PKK-linked PYD's leader Muslim admits continuation of US arms support despite denials

Published 11.01.2017 00:00

While the U.S. Embassy in Ankara denies providing arms in support of the PKK terrorist organization's Syrian offshoot the Democratic Union Party (PYD), PYD leader Salih Muslim has admitted that they are still receiving arms support from the U.S. ''We continue to have good relations with the U.S. according to information that we received from the Syrian Democratic Forces (SDF), the military assistance of the U.S. still continues," Muslim told the Russian news agency Sputnik on Jan. 10.

Previously on Dec. 28, the U.S. Embassy in Ankara categorically denied claims that the U.S. is not providing arms to the YPG, asserting: ''The U.S. government has not provided weapons or explosives to the YPG or the PKK – period. We have repeatedly condemned PKK terrorist attacks and the group's reprehensible violence in Turkey," the statement said. In response to this statement, Turkish Foreign Minister Mevlüt Çavuşoğlu argued that the U.S. is supplying weapons to PKK-affiliated YPG terrorists in Syria. "Until today, the U.S. has given weapons to the YPG," Çavuşoğlu said on Dec. 29

Ankara considers the YPG a terror group and the Syrian offshoot of the outlawed PKK, which itself is listed as a terror organization by the U.S., Turkey and the EU.

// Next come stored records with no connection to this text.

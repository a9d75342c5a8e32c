//! Operation Tracing
//!
//! Records a `Graph` by running a closure over traced values. Every method
//! on `TracedValue` appends one node to the block currently being recorded,
//! so `if_then_else` can record each branch into its own nested block.
//!
//! @version 0.1.0
//! @author `AutomataNexus` Development Team

use std::cell::RefCell;

use onegraph_tensor::kernels::{BinaryOp, Conv2dParams, PoolParams, UnaryOp};
use onegraph_tensor::{DType, Layout, Tensor};

use crate::error::{FuseError, FuseResult};
use crate::ir::{BlockId, ConstValue, Graph, Op, TensorType, ValueId, ValueType};

// =============================================================================
// Tracer State
// =============================================================================

thread_local! {
    static TRACER: RefCell<TracerState> = RefCell::new(TracerState::new());
}

struct TracerState {
    graph: Graph,
    blocks: Vec<BlockId>,
    tracer_id: usize,
}

impl TracerState {
    fn new() -> Self {
        Self {
            graph: Graph::new(),
            blocks: Vec::new(),
            tracer_id: 0,
        }
    }

    fn current_block(&self) -> BlockId {
        self.blocks.last().copied().unwrap_or_else(|| self.graph.top_block())
    }

    fn record(&mut self, op: Op, inputs: &[ValueId]) -> TracedValue {
        let block = self.current_block();
        let node = self.graph.append_node(block, op, inputs, 1);
        TracedValue::new(self.graph.node(node).outputs()[0], self.tracer_id)
    }
}

fn record(op: Op, inputs: &[ValueId]) -> TracedValue {
    TRACER.with(|t| t.borrow_mut().record(op, inputs))
}

fn record_scalar(value: f64) -> ValueId {
    record(Op::Constant(ConstValue::Float(value)), &[]).id
}

// =============================================================================
// Traced Values
// =============================================================================

/// A value recorded in the graph being traced.
#[derive(Debug, Clone, Copy)]
pub struct TracedValue {
    pub(crate) id: ValueId,
    #[allow(dead_code)]
    tracer_id: usize,
}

Turkey argues that there is no difference between the YPG and the PKK, as they share the same leadership, ideology and organic organizational links. Consequently, Ankara has repeatedly said that any military support give to the PYD/YPG would eventually be transferred to the PKK and ultimately be used against Turkey.

Unlike the PKK, Washington does not list the YPG as a terrorist group. Contrarily, the U.S. has previously sent military advisers and arms to Kobani to assist the YPG in its offensive on Manbij, located west of the Euphrates River near Aleppo.

Tensions between Turkey and the U.S. have particularly risen in recent months as Turkey demanded that all elements affiliated with the PKK terrorist organization must leave the Syrian town of Manbij, located on the western banks of the Euphrates River before crossing back to the eastern banks of the river after helping local Arab forces liberate the town of Daesh.

Although the Pentagon previously said the fighters had left the city, it later appeared that YPG terrorists had resumed their advance west of the Euphrates at the same time that U.S. officials were pledging the removal of the YPG presence.

Meanwhile, the Syrian Kurdish YPG militia and its political arm the PYD will not be invited to planned peace talks in Kazakhstan, a PYD official said on Tuesday, an outcome that would leave a key player in the conflict off the negotiating table.